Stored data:
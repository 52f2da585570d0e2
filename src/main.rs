use clap::{Parser, Subcommand};
use simplelog::{ColorChoice, LevelFilter, TermLogger, TerminalMode};
use std::path::{Path, PathBuf};
use trez::imaging::RustBackend;
use trez::{Algo, Background, Format, Gravity, Options, batch, config, output};

/// Sizing and encoding flags shared by commands that resize.
///
/// Every flag is optional; unset flags keep the value from the config file.
#[derive(clap::Args, Clone, Default)]
struct ResizeArgs {
    /// Output width in pixels (0 = source width)
    #[arg(long)]
    width: Option<u32>,
    /// Output height in pixels (0 = source height)
    #[arg(long)]
    height: Option<u32>,
    /// Bound on the longer side; wins over --max-height and --max-width
    #[arg(long)]
    max_side: Option<u32>,
    #[arg(long)]
    max_width: Option<u32>,
    /// Wins over --max-width
    #[arg(long)]
    max_height: Option<u32>,
    /// fit (letterbox) or fill (crop)
    #[arg(long)]
    algo: Option<Algo>,
    /// Anchor: center, north, south, west, east, north_west, ...
    #[arg(long)]
    gravity: Option<Gravity>,
    /// Letterbox colour as R,G,B or #rrggbb
    #[arg(long)]
    background: Option<Background>,
    /// jpeg, webp or png
    #[arg(long)]
    format: Option<Format>,
    /// 1-100, or 0 for the format default
    #[arg(long, value_parser = clap::value_parser!(i32).range(0..=100))]
    quality: Option<i32>,
    /// Progressive JPEG scans
    #[arg(long)]
    progressive: bool,
}

impl ResizeArgs {
    /// Config-file options with these flags applied on top.
    fn options(&self, config: &config::Config) -> Options {
        let mut options = config.options();
        if let Some(v) = self.width {
            options.width = v;
        }
        if let Some(v) = self.height {
            options.height = v;
        }
        if let Some(v) = self.max_side {
            options.max_side = v;
        }
        if let Some(v) = self.max_width {
            options.max_width = v;
        }
        if let Some(v) = self.max_height {
            options.max_height = v;
        }
        if let Some(v) = self.algo {
            options.algo = v;
        }
        if let Some(v) = self.gravity {
            options.gravity = v;
        }
        if let Some(v) = self.background {
            options.background = v;
        }
        if let Some(v) = self.format {
            options.format = v;
        }
        if let Some(v) = self.quality {
            options.quality = v;
        }
        options.progressive |= self.progressive;
        options
    }
}

fn version_string() -> &'static str {
    let on_tag = env!("TREZ_RELEASE_TAG");
    if on_tag == "true" {
        env!("CARGO_PKG_VERSION")
    } else {
        let hash = env!("TREZ_GIT_HASH");
        if hash.is_empty() {
            "dev@unknown"
        } else {
            // Leaked once at startup
            Box::leak(format!("dev@{hash}").into_boxed_str())
        }
    }
}

#[derive(Parser)]
#[command(name = "trez")]
#[command(about = "Resize images with fit/fill geometry and gravity anchors")]
#[command(long_about = "\
Resize images with fit/fill geometry and gravity anchors

Sizing, in order:
  1. --width / --height set the target (0 keeps the source side)
  2. the first non-zero of --max-side, --max-height, --max-width
     shrinks the target further, keeping its aspect ratio

Placement:
  fit   whole image visible, padded with --background
  fill  canvas fully covered, overflow cropped
  --gravity picks the anchor for both (default: center)

Settings come from stock defaults, then ./trez.toml (or --config FILE),
then command-line flags.

Run 'trez gen-config' to generate a documented trez.toml.")]
#[command(version = version_string())]
struct Cli {
    /// Config file (default: ./trez.toml when present)
    #[arg(long, global = true)]
    config: Option<PathBuf>,

    /// Log resize decisions to stderr
    #[arg(short, long, global = true)]
    verbose: bool,

    #[command(subcommand)]
    command: Command,
}

#[derive(Subcommand)]
enum Command {
    /// Resize a single image
    Resize {
        input: PathBuf,
        /// Output file (default: <input stem>.<format extension> next to the input)
        #[arg(short, long)]
        output: Option<PathBuf>,
        #[command(flatten)]
        args: ResizeArgs,
    },
    /// Resize files and directories in parallel
    Batch {
        #[arg(required = true)]
        inputs: Vec<PathBuf>,
        /// Directory for resized files
        #[arg(long)]
        out_dir: PathBuf,
        #[command(flatten)]
        args: ResizeArgs,
    },
    /// Print the size, geometry and encoder parameters as JSON without resizing
    Plan {
        input: PathBuf,
        #[command(flatten)]
        args: ResizeArgs,
    },
    /// Print a stock trez.toml with all options documented
    GenConfig,
}

fn main() -> Result<(), Box<dyn std::error::Error>> {
    let cli = Cli::parse();
    init_logging(cli.verbose);

    let config = match &cli.config {
        Some(path) => config::load_config_file(path)?,
        None => config::load_config(Path::new("."))?,
    };

    match cli.command {
        Command::Resize {
            input,
            output: out,
            args,
        } => {
            let options = args.options(&config);
            let out = out.unwrap_or_else(|| {
                let dir = input.parent().unwrap_or_else(|| Path::new(""));
                batch::output_path_for(&input, dir, options.format)
            });
            if batch::same_file(&out, &input) {
                return Err(format!(
                    "output would overwrite {}; pass --output",
                    input.display()
                )
                .into());
            }
            let result = batch::resize_file(&RustBackend::new(), &input, &out, &options)?;
            output::print_resize_result(&input, &out, &result);
        }
        Command::Batch {
            inputs,
            out_dir,
            args,
        } => {
            let options = args.options(&config);
            init_thread_pool(&config.processing);
            let files = batch::collect_inputs(&inputs)?;
            let (tx, rx) = std::sync::mpsc::channel();
            let printer = std::thread::spawn(move || {
                for event in rx {
                    for line in output::format_batch_event(&event) {
                        println!("{}", line);
                    }
                }
            });
            let summary = batch::run_batch(&files, &out_dir, &options, Some(tx))?;
            printer
                .join()
                .map_err(|_| "progress printer panicked")?;
            output::print_batch_summary(&summary);
            if !summary.failed.is_empty() {
                return Err(format!(
                    "{} of {} images failed",
                    summary.failed.len(),
                    summary.total()
                )
                .into());
            }
        }
        Command::Plan { input, args } => {
            let data = std::fs::read(&input)?;
            let plan = trez::plan(&data, &args.options(&config))?;
            println!("{}", serde_json::to_string_pretty(&plan)?);
        }
        Command::GenConfig => {
            print!("{}", config::stock_config_toml());
        }
    }

    Ok(())
}

/// Log to stderr so stdout stays clean for `plan` JSON.
fn init_logging(verbose: bool) {
    let level = if verbose {
        LevelFilter::Debug
    } else {
        LevelFilter::Warn
    };
    TermLogger::init(
        level,
        simplelog::Config::default(),
        TerminalMode::Stderr,
        ColorChoice::Auto,
    )
    .ok();
}

/// Initialize the rayon thread pool based on processing config.
///
/// Caps at the number of available CPU cores; users can constrain down, not up.
fn init_thread_pool(processing: &config::ProcessingConfig) {
    let threads = config::effective_threads(processing);
    rayon::ThreadPoolBuilder::new()
        .num_threads(threads)
        .build_global()
        .ok();
}

#[cfg(test)]
mod tests {
    use super::*;
    use clap::CommandFactory;

    #[test]
    fn cli_definition_is_valid() {
        Cli::command().debug_assert();
    }

    #[test]
    fn flags_override_config() {
        let mut config = config::Config::default();
        config.resize.width = 640;
        config.output.quality = 50;
        let args = ResizeArgs {
            quality: Some(90),
            algo: Some(Algo::Fill),
            ..ResizeArgs::default()
        };

        let options = args.options(&config);
        assert_eq!(options.width, 640);
        assert_eq!(options.quality, 90);
        assert_eq!(options.algo, Algo::Fill);
    }

    #[test]
    fn parse_batch_command() {
        let cli = Cli::parse_from([
            "trez",
            "-v",
            "batch",
            "a.png",
            "photos",
            "--out-dir",
            "out",
            "--gravity",
            "north-east",
            "--background",
            "255,255,255",
        ]);
        assert!(cli.verbose);
        let Command::Batch {
            inputs,
            out_dir,
            args,
        } = cli.command
        else {
            panic!("expected batch command");
        };
        assert_eq!(inputs, vec![PathBuf::from("a.png"), PathBuf::from("photos")]);
        assert_eq!(out_dir, PathBuf::from("out"));
        assert_eq!(args.gravity, Some(Gravity::NorthEast));
        assert_eq!(args.background, Some(Background::rgb(255, 255, 255)));
    }

    #[test]
    fn quality_flag_out_of_range_rejected() {
        let result = Cli::try_parse_from(["trez", "plan", "a.png", "--quality", "101"]);
        assert!(result.is_err());
    }
}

* [TASK DETAILS] The job here is to find each line above with the word "simplelog" and copy it.

* [EXERCISE SOLUTION]
use simplelog::{ColorChoice, LevelFilter, TermLogger, TerminalMode};
        simplelog::Config::default(),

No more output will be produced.